In the third trimester, some of the energy and substrate available to the fetus are channeled from meeting needs for ongoing growth and development to energy storage.[9] The fetal liver contains the full complement of enzymes required for the synthesis and breakdown of glycogen and is the main glycogen storehouse (2-3 times adult), followed by heart (10 times adult), and skeletal muscle (3-5 times adult). However, only the liver contains sufficient glucose-6-phosphatase for the release of glucose in the circulation.

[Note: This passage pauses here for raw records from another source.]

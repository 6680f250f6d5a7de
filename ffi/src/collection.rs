/*!
Collection Operations - C-compatible layout for foreign hosts

The C side sees a plain struct it can read directly:

Memory Layout (64-bit):
- title: 8 bytes (char *) at offset 0
- items: 8 bytes (Item *) at offset 8
- item_count: 8 bytes (size_t) at offset 16
  TOTAL: 24 bytes

Both pointers are owned by the collection and released by `free_collection`.
*/

use crate::{guard, opt_cstr};
use itemkit_core::Item;
use std::alloc::{self, Layout};
use std::ffi::{CStr, CString, c_char};
use std::mem;
use std::ptr::{self, NonNull};
use std::slice;

/// C view of an owned [`itemkit_core::Collection`]
///
/// Only [`create_collection`] builds one, so the pointers are always owned and
/// consistent with `item_count`.
#[repr(C)]
#[derive(Debug)]
pub struct Collection {
    title: *mut c_char,
    items: *mut Item,
    item_count: usize,
}

impl Collection {
    /// Move `owned` behind a freshly allocated header.
    ///
    /// Returns `None` if the header cannot be allocated; `owned` is dropped
    /// in that case, so nothing stays allocated.
    fn into_raw(owned: itemkit_core::Collection) -> Option<NonNull<Collection>> {
        // SAFETY: Collection is not zero-sized.
        let slot = unsafe { alloc::alloc(Layout::new::<Collection>()) }.cast::<Collection>();
        let slot = NonNull::new(slot)?;

        let (title, items) = owned.into_parts();
        let header = Collection {
            item_count: items.len(),
            title: title.into_raw(),
            items: Box::into_raw(items).cast::<Item>(),
        };
        // SAFETY: `slot` is freshly allocated with the layout of Collection.
        unsafe { slot.as_ptr().write(header) };
        Some(slot)
    }

    pub fn title(&self) -> &CStr {
        // SAFETY: `title` came from CString::into_raw and is released only on drop.
        unsafe { CStr::from_ptr(self.title) }
    }

    pub fn items(&self) -> &[Item] {
        // SAFETY: `items` came from a boxed slice of exactly `item_count` items.
        unsafe { slice::from_raw_parts(self.items, self.item_count) }
    }

    pub fn items_mut(&mut self) -> &mut [Item] {
        // SAFETY: as in `items`, and `&mut self` makes the access exclusive.
        unsafe { slice::from_raw_parts_mut(self.items, self.item_count) }
    }

    pub fn len(&self) -> usize {
        self.item_count
    }

    pub fn is_empty(&self) -> bool {
        self.item_count == 0
    }
}

impl Drop for Collection {
    fn drop(&mut self) {
        // SAFETY: both pointers came from `into_raw` and are reclaimed once;
        // the fields are cleared so they cannot be reclaimed again.
        let owned = unsafe {
            let title = CString::from_raw(mem::replace(&mut self.title, ptr::null_mut()));
            let items = Box::from_raw(ptr::slice_from_raw_parts_mut(
                mem::replace(&mut self.items, ptr::null_mut()),
                mem::take(&mut self.item_count),
            ));
            itemkit_core::Collection::from_parts(title, items)
        };
        owned.free();
    }
}

/// Create a collection with `item_count` default items
///
/// Item `i` has `id = i`, `name = "Item <i+1>"` and `value = 0.0`.
/// Returns null if `title` is null or any allocation fails; nothing is
/// leaked in that case.
///
/// # Safety
/// A non-null `title` must be a NUL-terminated string.
/// The result must be released with [`free_collection`].
#[unsafe(no_mangle)]
pub unsafe extern "C" fn create_collection(
    title: *const c_char,
    item_count: usize,
) -> *mut Collection {
    guard("create_collection", ptr::null_mut(), || {
        let title = unsafe { opt_cstr(title) };

        let owned = match itemkit_core::create_collection(title, item_count) {
            Ok(owned) => owned,
            Err(err) => {
                tracing::debug!(%err, item_count, "create_collection returned null");
                return ptr::null_mut();
            }
        };

        match Collection::into_raw(owned) {
            Some(collection) => collection.as_ptr(),
            None => {
                tracing::debug!(item_count, "create_collection: header allocation failed");
                ptr::null_mut()
            }
        }
    })
}

/// Release the title, then the items, then the collection itself
///
/// Does nothing if `collection` is null.
///
/// # Safety
/// `collection` must be null or a pointer from [`create_collection`] that
/// has not been released yet. It must not be used afterwards.
#[unsafe(no_mangle)]
pub unsafe extern "C" fn free_collection(collection: *mut Collection) {
    if collection.is_null() {
        return;
    }
    guard("free_collection", (), || {
        // SAFETY: the header was allocated with the global allocator and the
        // layout of Collection, as Box expects. Drop releases the members
        // before the box frees the header.
        drop(unsafe { Box::from_raw(collection) });
    })
}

Net synthesis or degradation of glycogen in the fetus is controlled by the functional balance between glycogen synthase and glycogen phosphorylase. The total content of these two enzymes is relatively constant over gestation. Fetal hyperglycemia increases fetal glycogen deposition by activating glycogen synthase via insulin. Hypoglycemia, glucagon, and cyclic adenosine monophosphate (cAMP) can induce the fetal liver to release glucose by activation of phosphorylase. The glycogenolytic action of glucagon is suppressed by insulin. Preterm infants have an abbreviated or no third trimester and thus have limited glycogen stores. Fetuses that are growth-restricted on the basis of limited metabolic fuel availability and uteroplacental insufficiency will use these fuels for growth and not for glycogen synthesis.

Gluconeogenesis

Hepatic GNG is completely absent in utero and appears in the immediate newborn period.[10] The fetus also has all the four key hepatic enzymes involved in GNG, although their levels are lower than those in adults especially phosphoenolpyruvate carboxykinase (PEPCK), which, at least in the rat, is not expressed in utero and appears immediately after birth. GNG can be induced in utero by maternal starvation, prolonged hyperglycemia in mother and by cAMP infusion in the fetus. At birth, thyroid, cortisol, and catecholamines stimulate GNG. GNG may be impaired in preterm infants and intra uterine growth restricted (IUGR) infants due to lower PEPCK activity and reduced gluconeogenetic precursors.

LIPID METABOLISM

The land mammal with the highest fat content is the human fetus. It increases from 0.5% of body weight in early gestation to 3.5% by 28 weeks to 16-18% by term.[11] During early gestation, embryonic and fetal lipids are derived from maternal free fatty acids (FFA), whereas in advanced gestation there is a gradual shift to de novo synthesis in fetal tissue.

Free fatty acids

Placental transfer of triglycerides is null. Essential fatty acids such as ω-6 linoleic and ω-3 α linolenic acids derived from maternal diet are made available to the fetus by the action of the lipoprotein receptors and lipase activities in the placenta. Fatty acid binding protein on placental membrane (FABP pm) preferentially takes up long chain polyunsaturated fatty acids (LC-PUFAs) in the favored sequence of docosahexaenoic (DHA) > α-linolenic > linoleic > oleic > arachidonic acid (ARA).[1213] Intrauterine requirements ω-6 and ω-3 fatty acids in the human fetus during the last trimester of fetal development through the early weeks of life have been estimated to be 400 and 50 mg/kg/day, respectively. Though the fetus has a significant capacity for production of DHA and ARA from ω-3 α linolenic and ω-6 linoleic acids, respectively, is this enough throughout gestation?[14] It is suggested that maternal supplementation with DHA may improve neurodevelopmental outcome in offspring.[15] Lipogenesis is very active in the fetus through the fatty acid synthetase pathway. The high insulin to glucagon ratio in the fetus promotes lipogenesis. The increased maternal nutrition in late gestation uniquely enhances brown fat development and the content of uncoupling protein-1 (UCP-1). These stores are vital postdelivery and UCP-1 allows for rapid lipid mobilization and energy production after birth.[16]

Glycerol

Maternal glycerol is preferentially used for glucose synthesis, saving other gluconeogenic substrates, like amino acids, for fetal growth.

Ketone bodies

Though ketogenesis is not active in the fetus, maternal ketone bodies are readily transferred transplacentally and the fetus can use them as fuel and as lipogenic substrates during maternal starvation, caloric restriction, high fat diet, or diabetes.[17] The fasting and fed states during pregnancy are depicted in Figure 4. Prolonged ketonemia may have neurological implications to the fetus.
Figure 4

Fasting and fed states in pregnancy (adapted from Ref 8)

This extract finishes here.